Books printed between 1450 and 1500 were called incunabula (from the Latin incunabulum, cradle). During that period, 4,000 books were printed in Venice, making it one of Europe’s main typographical centres.
After 1520-1525, books started to shed the medieval aspect typical of incunabula. Pages were less compact and texts were highlighted by using different characters. Punctuation made reading easier, and phonetic characters (accents, apostrophes, cedilla, diaereses…) were introduced. The layout also changed: it included a title page (which became more ornate with time and included the publisher’s name), an introduction, a title heading on the top of each page, page numbering in Arabic numerals and a table of contents.
From the Renaissance and the Reformation to the mid-18th century, printing promoted scholarship, the translation of ancient texts, the production of new works and the creation of new typefaces.
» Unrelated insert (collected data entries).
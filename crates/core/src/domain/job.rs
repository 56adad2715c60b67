// Job Domain Model

use chrono::{DateTime, Utc};
use serde::{Deserialize, Serialize};

use crate::domain::error::{DomainError, Result};

/// Job ID (UUID v4, or a client-supplied opaque string)
pub type JobId = String;

/// Job State
#[derive(Debug, Clone, Copy, PartialEq, Eq, Hash, Serialize, Deserialize)]
#[serde(rename_all = "lowercase")]
pub enum JobState {
    Pending,
    Processing,
    Completed,
    Failed,
    Dead,
}

impl JobState {
    pub fn as_str(&self) -> &'static str {
        match self {
            JobState::Pending => "pending",
            JobState::Processing => "processing",
            JobState::Completed => "completed",
            JobState::Failed => "failed",
            JobState::Dead => "dead",
        }
    }

    /// All states, in lifecycle order (used by status rendering and tests)
    pub fn all() -> [JobState; 5] {
        [
            JobState::Pending,
            JobState::Processing,
            JobState::Completed,
            JobState::Failed,
            JobState::Dead,
        ]
    }
}

impl std::fmt::Display for JobState {
    fn fmt(&self, f: &mut std::fmt::Formatter<'_>) -> std::fmt::Result {
        f.write_str(self.as_str())
    }
}

impl std::str::FromStr for JobState {
    type Err = DomainError;

    fn from_str(s: &str) -> Result<Self> {
        match s {
            "pending" => Ok(JobState::Pending),
            "processing" => Ok(JobState::Processing),
            "completed" => Ok(JobState::Completed),
            "failed" => Ok(JobState::Failed),
            "dead" => Ok(JobState::Dead),
            other => Err(DomainError::ValidationError(format!(
                "unknown job state: {other} (valid: pending, processing, completed, failed, dead)"
            ))),
        }
    }
}

/// Job Entity
///
/// The sole persisted entity. Mutated only through the transition methods
/// below; invalid transitions are domain errors, never silent no-ops.
#[derive(Debug, Clone, PartialEq, Serialize, Deserialize)]
pub struct Job {
    pub id: JobId,
    pub command: String,
    pub state: JobState,

    /// Count of failed execution attempts so far
    pub attempts: i32,
    pub max_retries: i32,

    pub created_at: DateTime<Utc>,
    pub updated_at: DateTime<Utc>,

    /// Earliest re-claim time; present only in `failed`
    #[serde(skip_serializing_if = "Option::is_none")]
    pub next_retry_at: Option<DateTime<Utc>>,

    /// Current claimant; present only in `processing`
    #[serde(skip_serializing_if = "Option::is_none")]
    pub worker_id: Option<String>,

    /// Claim lease deadline; present only in `processing`. A lapsed lease
    /// makes the row claimable again after a worker crash.
    #[serde(skip_serializing_if = "Option::is_none")]
    pub claim_expires_at: Option<DateTime<Utc>>,

    #[serde(skip_serializing_if = "Option::is_none")]
    pub error: Option<String>,

    #[serde(skip_serializing_if = "Option::is_none")]
    pub output: Option<String>,
}

impl Job {
    /// Create a new pending job
    ///
    /// # Arguments
    ///
    /// * `id` - Unique job ID (injected, not generated)
    /// * `command` - Shell command line to execute
    /// * `max_retries` - Tolerated failures before the DLQ
    /// * `created_at` - Creation timestamp (injected, not system time)
    pub fn new(
        id: impl Into<String>,
        command: impl Into<String>,
        max_retries: i32,
        created_at: DateTime<Utc>,
    ) -> Self {
        Self {
            id: id.into(),
            command: command.into(),
            state: JobState::Pending,
            attempts: 0,
            max_retries,
            created_at,
            updated_at: created_at,
            next_retry_at: None,
            worker_id: None,
            claim_expires_at: None,
            error: None,
            output: None,
        }
    }

    /// Whether another failure may still be retried.
    ///
    /// Evaluated against the pre-increment attempt count: the failure that
    /// observes `can_retry() == false` routes the job to the DLQ.
    pub fn can_retry(&self) -> bool {
        self.attempts < self.max_retries
    }

    /// Whether the job is claimable at `now`
    pub fn is_runnable(&self, now: DateTime<Utc>) -> bool {
        match self.state {
            JobState::Pending => true,
            JobState::Failed => self.next_retry_at.is_some_and(|t| t <= now),
            JobState::Processing => self.claim_expires_at.is_some_and(|t| t <= now),
            _ => false,
        }
    }

    /// Transition to `processing` under a worker claim
    ///
    /// Legal from `pending`, `failed`, or `processing` with a lapsed lease.
    pub fn mark_processing(
        &mut self,
        worker_id: impl Into<String>,
        lease_until: DateTime<Utc>,
        now: DateTime<Utc>,
    ) -> Result<()> {
        let claimable = matches!(self.state, JobState::Pending | JobState::Failed)
            || (self.state == JobState::Processing
                && self.claim_expires_at.is_some_and(|t| t <= now));
        if !claimable {
            return Err(self.invalid_transition(JobState::Processing));
        }
        self.state = JobState::Processing;
        self.worker_id = Some(worker_id.into());
        self.claim_expires_at = Some(lease_until);
        self.next_retry_at = None;
        self.updated_at = now;
        Ok(())
    }

    /// Transition to `completed` after a successful execution
    pub fn mark_completed(&mut self, output: impl Into<String>, now: DateTime<Utc>) -> Result<()> {
        if self.state != JobState::Processing {
            return Err(self.invalid_transition(JobState::Completed));
        }
        self.state = JobState::Completed;
        self.output = Some(output.into());
        self.error = None;
        self.worker_id = None;
        self.claim_expires_at = None;
        self.updated_at = now;
        Ok(())
    }

    /// Record a retryable failure and park the job until `next_retry_at`
    pub fn mark_failed(
        &mut self,
        error: impl Into<String>,
        next_retry_at: DateTime<Utc>,
        now: DateTime<Utc>,
    ) -> Result<()> {
        if self.state != JobState::Processing || !self.can_retry() {
            return Err(self.invalid_transition(JobState::Failed));
        }
        self.attempts += 1;
        self.state = JobState::Failed;
        self.error = Some(error.into());
        self.next_retry_at = Some(next_retry_at);
        self.worker_id = None;
        self.claim_expires_at = None;
        self.updated_at = now;
        Ok(())
    }

    /// Record the final failure and move the job to the DLQ
    pub fn mark_dead(&mut self, error: impl Into<String>, now: DateTime<Utc>) -> Result<()> {
        if self.state != JobState::Processing || self.can_retry() {
            return Err(self.invalid_transition(JobState::Dead));
        }
        self.attempts += 1;
        self.state = JobState::Dead;
        self.error = Some(error.into());
        self.next_retry_at = None;
        self.worker_id = None;
        self.claim_expires_at = None;
        self.updated_at = now;
        Ok(())
    }

    /// Administrative reset: move a DLQ job back to `pending` with a clean slate
    pub fn reset_for_retry(&mut self, now: DateTime<Utc>) -> Result<()> {
        if self.state != JobState::Dead {
            return Err(self.invalid_transition(JobState::Pending));
        }
        self.state = JobState::Pending;
        self.attempts = 0;
        self.error = None;
        self.next_retry_at = None;
        self.worker_id = None;
        self.claim_expires_at = None;
        self.updated_at = now;
        Ok(())
    }

    fn invalid_transition(&self, to: JobState) -> DomainError {
        DomainError::InvalidStateTransition {
            from: self.state.to_string(),
            to: to.to_string(),
        }
    }
}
Famous printers of the period included Plantin (Antwerp), Elzevir in Protestant Holland (Leiden) and Estienne, who fled France and sought refuge in Geneva during the Reformation.
Translation of the colophon:
‘ Here ends the 22nd book of the City of God against the pagans of Aurelius Augustine, outstanding doctor and Bishop of Hippo. The year 1467 after the birth of Christ. Under the papacy of Pope Paul II, the third year of his papacy, third year of the reign of the emperor of the Romans, the 12th day of the month of June.’
The oldest transcriptions of ancient Roman texts were written in Caroline minuscule script. When the Humanists rediscovered these Classical texts in the 16th century, they believed they were originals and called the writing Roman script. In the second half of the 15th century, students of Gutenberg’s associate Schöffer used Roman type to print at the Subiaco convent outside Rome.